Not banned, Stewart said, but Congress could prohibit its publication using corporate treasury fund. "Well, most publishers are corporations," Alito replied.
Justice Anthony Kennedy asked if an advocacy organization could publish such a book and distribute it through Amazon's Kindle device. Stewart said that too could be subject to regulation.
Roberts followed with another hypothetical that resulted in the same answer from Stewart, that the government could halt publication of a book using corporate treasury funds under some circumstances.

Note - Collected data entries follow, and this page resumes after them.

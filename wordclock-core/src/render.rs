//! Frame renderer
//!
//! Turns a wall-clock time into the frame of LEDs to light, and remembers
//! the last displayed time so callers only repaint the matrix when the
//! rounded time actually changes.

use crate::frame::Frame;
use crate::layout::{Reference8x8, WordLayout, REFERENCE_LEDS};
use crate::phrase::{DisplayTime, DomainError, Phrase, WallTime};

/// Result of a render call
#[derive(Debug, Clone, Copy, PartialEq, Eq)]
#[cfg_attr(feature = "defmt", derive(defmt::Format))]
pub struct Rendered<const N: usize> {
    /// Time after rounding and hour carry
    pub time: DisplayTime,
    /// LEDs to light
    pub frame: Frame<N>,
    /// False if this is the same displayed time as the previous render
    pub changed: bool,
}

/// Last rendered time and its frame
#[derive(Debug, Clone, Copy)]
struct DisplayState<const N: usize> {
    time: DisplayTime,
    frame: Frame<N>,
}

/// Time-to-frame renderer for one word layout
///
/// Each instance owns its own display cache; nothing is shared between
/// renderers.
#[derive(Debug, Clone)]
pub struct TimeRenderer<L, const N: usize> {
    layout: L,
    last: Option<DisplayState<N>>,
}

/// Renderer for the reference 8x8 face
pub type ReferenceRenderer = TimeRenderer<Reference8x8, REFERENCE_LEDS>;

impl Default for ReferenceRenderer {
    fn default() -> Self {
        Self::new(Reference8x8)
    }
}

impl<L: WordLayout<N>, const N: usize> TimeRenderer<L, N> {
    /// Create a renderer with an empty display cache
    pub const fn new(layout: L) -> Self {
        Self { layout, last: None }
    }

    /// Get the word layout
    pub fn layout(&self) -> &L {
        &self.layout
    }

    /// Compute the frame for a 24-hour time
    ///
    /// Pure: does not read or update the display cache.
    ///
    /// # Arguments
    /// - `hour`: 0-23
    /// - `minute`: 0-59
    pub fn compute(&self, hour: u8, minute: u8) -> Result<Frame<N>, DomainError> {
        let time = DisplayTime::new(hour, minute)?;
        self.frame_for(time)
    }

    /// Compute the frame for an already rounded time
    pub fn frame_for(&self, time: DisplayTime) -> Result<Frame<N>, DomainError> {
        let phrase = Phrase::for_time(time)?;
        Ok(self.frame_for_phrase(&phrase))
    }

    /// Union of the LEDs of every word in the phrase
    pub fn frame_for_phrase(&self, phrase: &Phrase) -> Frame<N> {
        let mut frame = Frame::new();
        for word in phrase.words() {
            frame.light_all(self.layout.leds(word));
        }
        frame
    }

    /// Render a 24-hour time, tracking whether the display needs a repaint
    ///
    /// The frame is returned whether or not it changed. On error the cache
    /// is left untouched.
    pub fn render(&mut self, hour: u8, minute: u8) -> Result<Rendered<N>, DomainError> {
        let time = DisplayTime::new(hour, minute)?;

        if let Some(state) = self.last.filter(|state| state.time == time) {
            return Ok(Rendered {
                time,
                frame: state.frame,
                changed: false,
            });
        }

        let frame = self.frame_for(time)?;
        self.last = Some(DisplayState { time, frame });

        Ok(Rendered {
            time,
            frame,
            changed: true,
        })
    }

    /// Render a validated wall-clock time
    pub fn render_wall(&mut self, time: WallTime) -> Result<Rendered<N>, DomainError> {
        self.render(time.hour(), time.minute())
    }

    /// Forget the last displayed time so the next render reports a change
    pub fn invalidate(&mut self) {
        self.last = None;
    }

    /// Last successfully rendered time
    pub fn last_displayed(&self) -> Option<DisplayTime> {
        self.last.map(|state| state.time)
    }

    /// Frame of the last successful render
    pub fn last_frame(&self) -> Option<&Frame<N>> {
        self.last.as_ref().map(|state| &state.frame)
    }
}

#[cfg(test)]
mod tests {
    use super::*;
    use crate::layout::Word;
    use proptest::prelude::*;

    const HOUR_WORDS: [Word; 12] = Word::HOURS;

    fn renderer() -> ReferenceRenderer {
        ReferenceRenderer::default()
    }

    fn lit(frame: &Frame<REFERENCE_LEDS>, word: Word) -> bool {
        let leds = Reference8x8.leds(word);
        let all = frame.contains_all(leds);
        // Reference words never share LEDs, so partial lighting is a bug
        assert_eq!(all, frame.contains_any(leds), "{:?} partially lit", word);
        all
    }

    /// Frame lighting exactly `words`
    fn expected(words: &[Word]) -> Frame<REFERENCE_LEDS> {
        let mut frame = Frame::new();
        frame.light_all(Reference8x8.leds(Word::ItIs));
        for &word in words {
            frame.light_all(Reference8x8.leds(word));
        }
        frame
    }

    #[test]
    fn test_half_past_two() {
        let frame = renderer().compute(2, 32).unwrap();
        assert_eq!(frame, expected(&[Word::Half, Word::Past, Word::Two]));
    }

    #[test]
    fn test_twenty_five_to_three() {
        let frame = renderer().compute(2, 33).unwrap();
        assert_eq!(
            frame,
            expected(&[Word::Twenty, Word::FiveMin, Word::To, Word::Three])
        );
    }

    #[test]
    fn test_quarter_to_three_afternoon() {
        let frame = renderer().compute(14, 47).unwrap();
        assert_eq!(frame, expected(&[Word::Quarter, Word::To, Word::Three]));
    }

    #[test]
    fn test_midnight_rollover() {
        let frame = renderer().compute(23, 58).unwrap();
        assert_eq!(frame, expected(&[Word::Twelve, Word::OClock]));
        assert!(!lit(&frame, Word::Past));
        assert!(!lit(&frame, Word::To));
    }

    #[test]
    fn test_rounds_down_to_oclock() {
        let frame = renderer().compute(0, 2).unwrap();
        assert_eq!(frame, expected(&[Word::Twelve, Word::OClock]));
    }

    #[test]
    fn test_ten_past_nine() {
        let frame = renderer().compute(9, 12).unwrap();
        assert_eq!(frame, expected(&[Word::TenMin, Word::Past, Word::Nine]));
    }

    #[test]
    fn test_noon_and_midnight() {
        let noon = renderer().compute(12, 0).unwrap();
        assert_eq!(noon, expected(&[Word::Twelve, Word::OClock]));

        let midnight = renderer().compute(0, 0).unwrap();
        assert_eq!(midnight, noon);
    }

    #[test]
    fn test_five_to_one_wraps_from_twelve() {
        let frame = renderer().compute(12, 55).unwrap();
        assert_eq!(frame, expected(&[Word::FiveMin, Word::To, Word::One]));
    }

    #[test]
    fn test_carry_across_hour() {
        let frame = renderer().compute(9, 58).unwrap();
        assert_eq!(frame, expected(&[Word::Ten, Word::OClock]));
    }

    #[test]
    fn test_minutes_word_never_lit() {
        let r = renderer();
        for hour in 0..24 {
            for minute in 0..60 {
                let frame = r.compute(hour, minute).unwrap();
                assert!(!lit(&frame, Word::Minutes));
            }
        }
    }

    #[test]
    fn test_word_rules_for_every_minute_of_day() {
        let r = renderer();
        for hour in 0..24u8 {
            for minute in 0..60u8 {
                let frame = r.compute(hour, minute).unwrap();
                let rounded = DisplayTime::new(hour, minute).unwrap().minute();

                assert!(lit(&frame, Word::ItIs), "{}:{}", hour, minute);
                assert_eq!(lit(&frame, Word::OClock), rounded == 0, "{}:{}", hour, minute);

                let past = lit(&frame, Word::Past);
                let to = lit(&frame, Word::To);
                if rounded == 0 {
                    assert!(!past && !to, "{}:{}", hour, minute);
                } else {
                    assert!(past ^ to, "{}:{}", hour, minute);
                }

                let hours_lit = HOUR_WORDS.iter().filter(|&&w| lit(&frame, w)).count();
                assert_eq!(hours_lit, 1, "{}:{}", hour, minute);
            }
        }
    }

    #[test]
    fn test_out_of_range_rejected() {
        let r = renderer();
        assert_eq!(r.compute(24, 0), Err(DomainError::HourOutOfRange(24)));
        assert_eq!(r.compute(5, 60), Err(DomainError::MinuteOutOfRange(60)));
    }

    #[test]
    fn test_render_reports_change_once() {
        let mut r = renderer();

        let first = r.render(9, 10).unwrap();
        assert!(first.changed);

        // 9:11 and 9:12 still round to 9:10
        let second = r.render(9, 11).unwrap();
        assert!(!second.changed);
        assert_eq!(second.frame, first.frame);

        let third = r.render(9, 12).unwrap();
        assert!(!third.changed);

        // 9:13 rounds to 9:15
        let fourth = r.render(9, 13).unwrap();
        assert!(fourth.changed);
        assert_ne!(fourth.frame, first.frame);
        assert_eq!(r.last_displayed(), Some(fourth.time));
    }

    #[test]
    fn test_render_carry_matches_next_hour() {
        let mut r = renderer();
        let before = r.render(10, 58).unwrap();
        // 10:58 displays as 11:00, so 11:01 is not a change
        let after = r.render(11, 1).unwrap();
        assert!(before.changed);
        assert!(!after.changed);
        assert_eq!(before.time, after.time);
    }

    #[test]
    fn test_invalidate_forces_repaint() {
        let mut r = renderer();
        r.render(7, 30).unwrap();
        r.invalidate();
        assert_eq!(r.last_displayed(), None);
        assert!(r.last_frame().is_none());
        assert!(r.render(7, 30).unwrap().changed);
    }

    #[test]
    fn test_render_error_keeps_cache() {
        let mut r = renderer();
        let ok = r.render(3, 0).unwrap();
        assert!(r.render(3, 75).is_err());
        assert_eq!(r.last_displayed(), Some(ok.time));
        assert!(!r.render(3, 1).unwrap().changed);
    }

    #[test]
    fn test_independent_renderers() {
        let mut a = renderer();
        let mut b = renderer();
        assert!(a.render(6, 0).unwrap().changed);
        // b has its own cache
        assert!(b.render(6, 0).unwrap().changed);
        assert!(!a.render(6, 0).unwrap().changed);
    }

    #[test]
    fn test_render_wall() {
        let mut r = renderer();
        let time = WallTime::new(14, 47).unwrap();
        let rendered = r.render_wall(time).unwrap();
        assert_eq!(rendered.frame, r.compute(14, 47).unwrap());
    }

    proptest! {
        #[test]
        fn prop_compute_is_idempotent(hour in 0u8..24, minute in 0u8..60) {
            let r = renderer();
            prop_assert_eq!(r.compute(hour, minute), r.compute(hour, minute));
        }

        #[test]
        fn prop_render_matches_compute(hour in 0u8..24, minute in 0u8..60) {
            let mut r = renderer();
            let rendered = r.render(hour, minute).unwrap();
            prop_assert_eq!(rendered.frame, r.compute(hour, minute).unwrap());
            // Same input again is never a change
            prop_assert!(!r.render(hour, minute).unwrap().changed);
        }

        #[test]
        fn prop_same_rounded_time_same_frame(hour in 0u8..24, minute in 0u8..60) {
            let r = renderer();
            let time = DisplayTime::new(hour, minute).unwrap();
            prop_assert_eq!(
                r.compute(hour, minute).unwrap(),
                r.compute(time.hour(), time.minute()).unwrap()
            );
        }
    }
}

That specter did not appear to sit well with the justices, and Justice Stephen Breyer, a firm supporter of campaign finance laws, tried to change the subject with a new line of questioning.
But Roberts returned to it, telling Stewart, "If we accept your constitutional argument, we're establishing a precedent that you yourself say would extend to banning the book" if paid for by a corporation.
The damage seemed to have been done, and the Roberts Court appeared for the moment to be ready to rule again to limit some aspect of McCain-Feingold on First Amendment grounds.
After the argument, Institute for Justice lawyer Steve Simpson, whose group filed a brief against the law, said, "When the government is taking the position that it can ban books because they are financed by corporations, it is time to scrap the campaign finance laws. This is America. We don't ban books here."
Nonetheless, some justices -- notably Breyer, John Paul Stevens, and Ruth Bader Ginsburg -- still seemed to hold to the notion that the Clinton movie at issue was equivalent to the kind of 30-second attack ad Congress was trying to prohibit when funded by corporate or union money. If an ad is "the functional equivalent of express advocacy" for or against a candidate, the Court has ruled in the past that it can be restricted.
"This documentary is the very definition of robust, uninhibited debate about a subject of intense political interest that the First Amendment is there to guarantee," Olson said.
But Ginsburg did not seem ready to go that far, if the "documentary" is still aimed primarily at swaying votes -- and therefore subject to the law. Noting the film's unrelenting criticism of Clinton as a presidential candidate, Ginsburg said, "If that isn't an appeal to voters, I don't know what is."